Il terremoto ha messo in ginocchio tanta gente. 16mila le persone terremotate al momento sono assistite dal
Sistema nazionale di Protezione Civile tra Emilia-Romagna,
Lombardia e Veneto. Numeri enormi. Il Servizio nazionale
ha messo in
campo oltre 4.100 tra uomini e donne: volontari delle colonne
mobili delle Regioni, delle Province Autonome e delle
organizzazioni nazionali, operatori ed esperti della protezione
civile, vigili del fuoco, personale delle forze armate e
dell’ordine, e delle altre strutture operative, a cui si
aggiungono le centinaia di tecnici delle strutture territoriali
di protezione civile.
Nello specifico, in Emilia Romagna sono
14.417 i cittadini ospitati nei 35 campi, nelle 47 strutture al
coperto (come scuole, palestre e caserme, oltre che nei vagoni
letto offerti da Ferrovie dello Stato e Genio Ferrovieri) e
negli alberghi e campeggi messi a disposizione attraverso la
convenzione stipulata con Federalberghi e Assohotel dalla
Regione Emilia-Romagna.
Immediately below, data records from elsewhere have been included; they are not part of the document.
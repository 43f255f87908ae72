use crate::cmd::{parse_id, read_json, Project};
use crate::output::{print_json, print_table, truncate, ts};
use clap::Subcommand;
use ooda_core::alert::{Alert, AlertGate, AlertStatus, AlertType, NewAlert};
use ooda_core::policy;
use ooda_core::types::Severity;
use serde_json::Value;
use std::path::Path;

// ---------------------------------------------------------------------------
// Subcommand tree
// ---------------------------------------------------------------------------

#[derive(Subcommand)]
pub enum AlertSubcommand {
    /// List alerts, newest first
    List {
        /// Filter by status: pending | sent | approved | rejected
        #[arg(long)]
        status: Option<String>,
        #[arg(long, default_value_t = 50)]
        limit: usize,
    },

    /// Alerts waiting for approval
    Pending,

    /// Show one alert
    Show { id: String },

    /// Send an alert
    Send {
        /// budget_change | cpc_spike | keyword_drop | review_negative |
        /// performance_drop | approval_needed | task_failed | metric_anomaly
        #[arg(long = "type", value_name = "TYPE")]
        alert_type: String,
        /// info | warning | critical
        #[arg(long, default_value = "info")]
        severity: String,
        #[arg(long)]
        title: String,
        #[arg(long)]
        message: String,
        #[arg(long)]
        agent: String,
        /// Hold the alert as pending until approved or rejected
        #[arg(long)]
        requires_approval: bool,
        /// Extra data as JSON (or @file)
        #[arg(long)]
        data: Option<String>,
    },

    /// Approve a pending alert
    Approve {
        id: String,
        #[arg(long)]
        by: String,
    },

    /// Reject a pending alert
    Reject {
        id: String,
        #[arg(long)]
        by: String,
        #[arg(long)]
        reason: Option<String>,
    },

    /// Apply an approval policy and send the alert it produces, if any
    Check {
        #[command(subcommand)]
        check: PolicyCheck,
    },
}

#[derive(Subcommand)]
pub enum PolicyCheck {
    /// Budget moves beyond the configured ratio require approval
    BudgetChange {
        #[arg(long)]
        agent: String,
        #[arg(long)]
        campaign: String,
        #[arg(long)]
        old: f64,
        #[arg(long)]
        new: f64,
    },
    /// Cost-per-click above the configured spike ratio
    CpcSpike {
        #[arg(long)]
        agent: String,
        #[arg(long)]
        current: f64,
        #[arg(long)]
        average: f64,
    },
    /// Ranking fell by more than the configured number of positions
    KeywordDrop {
        #[arg(long)]
        agent: String,
        #[arg(long)]
        keyword: String,
        #[arg(long)]
        old: f64,
        #[arg(long)]
        new: f64,
    },
    /// Review at or below the configured rating
    NegativeReview {
        #[arg(long)]
        agent: String,
        #[arg(long)]
        platform: String,
        #[arg(long)]
        rating: u8,
        #[arg(long)]
        text: String,
    },
}

// ---------------------------------------------------------------------------
// Entry point
// ---------------------------------------------------------------------------

pub fn run(root: &Path, subcommand: AlertSubcommand, json: bool) -> anyhow::Result<()> {
    let project = Project::open(root)?;
    let gate = AlertGate::new(project.store.clone());

    match subcommand {
        AlertSubcommand::List { status, limit } => {
            let status: Option<AlertStatus> = status.map(|s| s.parse()).transpose()?;
            list(&gate.list_alerts(status, limit)?, json)
        }

        AlertSubcommand::Pending => list(&gate.pending_approvals()?, json),

        AlertSubcommand::Show { id } => {
            let alert = gate.get_alert(parse_id(&id)?)?;
            if json {
                return print_json(&alert);
            }
            println!("ID:       {}", alert.id);
            println!("Type:     {}", alert.alert_type);
            println!("Severity: {}", alert.severity);
            println!("Status:   {}", alert.status);
            println!("Agent:    {}", alert.agent);
            println!("Title:    {}", alert.title);
            println!("Message:  {}", alert.message);
            println!("Created:  {}", ts(&alert.created_at));
            if let (Some(by), Some(at)) = (&alert.approved_by, &alert.approved_at) {
                println!("Approved: {by} at {}", ts(at));
            }
            if let (Some(by), Some(at)) = (&alert.rejected_by, &alert.rejected_at) {
                println!("Rejected: {by} at {}", ts(at));
                if let Some(reason) = &alert.rejection_reason {
                    println!("Reason:   {reason}");
                }
            }
            if !alert.data.is_null() {
                println!("Data:     {}", alert.data);
            }
            Ok(())
        }

        AlertSubcommand::Send {
            alert_type,
            severity,
            title,
            message,
            agent,
            requires_approval,
            data,
        } => {
            let alert_type: AlertType = alert_type.parse()?;
            let severity: Severity = severity.parse()?;
            let data = match data {
                Some(arg) => read_json(&arg)?,
                None => Value::Null,
            };
            let alert = gate.send_alert(NewAlert {
                alert_type,
                severity,
                title,
                message,
                data,
                agent,
                requires_approval,
            })?;
            sent(&alert, json)
        }

        AlertSubcommand::Approve { id, by } => {
            let alert = gate.approve_alert(parse_id(&id)?, &by)?;
            if json {
                return print_json(&alert);
            }
            println!("approved {} ({})", alert.id, alert.title);
            Ok(())
        }

        AlertSubcommand::Reject { id, by, reason } => {
            let alert = gate.reject_alert(parse_id(&id)?, &by, reason)?;
            if json {
                return print_json(&alert);
            }
            println!("rejected {} ({})", alert.id, alert.title);
            Ok(())
        }

        AlertSubcommand::Check { check } => {
            let cfg = &project.config.approval;
            let candidate = match check {
                PolicyCheck::BudgetChange {
                    agent,
                    campaign,
                    old,
                    new,
                } => policy::budget_change(cfg, &agent, &campaign, old, new),
                PolicyCheck::CpcSpike {
                    agent,
                    current,
                    average,
                } => policy::cpc_spike(cfg, &agent, current, average),
                PolicyCheck::KeywordDrop {
                    agent,
                    keyword,
                    old,
                    new,
                } => policy::keyword_drop(cfg, &agent, &keyword, old, new),
                PolicyCheck::NegativeReview {
                    agent,
                    platform,
                    rating,
                    text,
                } => policy::negative_review(cfg, &agent, &platform, rating, &text),
            };
            match candidate {
                Some(new_alert) => sent(&gate.send_alert(new_alert)?, json),
                None if json => print_json(&Value::Null),
                None => {
                    println!("within thresholds; no alert");
                    Ok(())
                }
            }
        }
    }
}

fn sent(alert: &Alert, json: bool) -> anyhow::Result<()> {
    if json {
        return print_json(alert);
    }
    println!("{} {} [{}]: {}", alert.status, alert.id, alert.severity, alert.title);
    Ok(())
}

fn list(alerts: &[Alert], json: bool) -> anyhow::Result<()> {
    if json {
        return print_json(&alerts);
    }
    if alerts.is_empty() {
        println!("no alerts");
        return Ok(());
    }
    print_table(
        &["ID", "TYPE", "SEVERITY", "STATUS", "AGENT", "TITLE"],
        alerts
            .iter()
            .map(|a| {
                vec![
                    a.id.to_string(),
                    a.alert_type.to_string(),
                    a.severity.to_string(),
                    a.status.to_string(),
                    a.agent.clone(),
                    truncate(&a.title, 48),
                ]
            })
            .collect(),
    );
    Ok(())
}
In particolare, 9.616 persone sono
accolte nei campi tende, 2.535 nelle strutture al coperto e
2.266 in albergo.
Sono, invece, 2.894 i sopralluoghi effettuati dalle squadre
di rilevatori in edifici pubblici e privati nella Regione
Emilia, a partire dal 20 maggio scorso. Di questi, 1.144 sono
stati classificati agibili, 540 temporaneamente inagibili, 185
parzialmente inagibili, 54 temporaneamente inagibili da
rivedere con approfondimenti e 971 inagibili.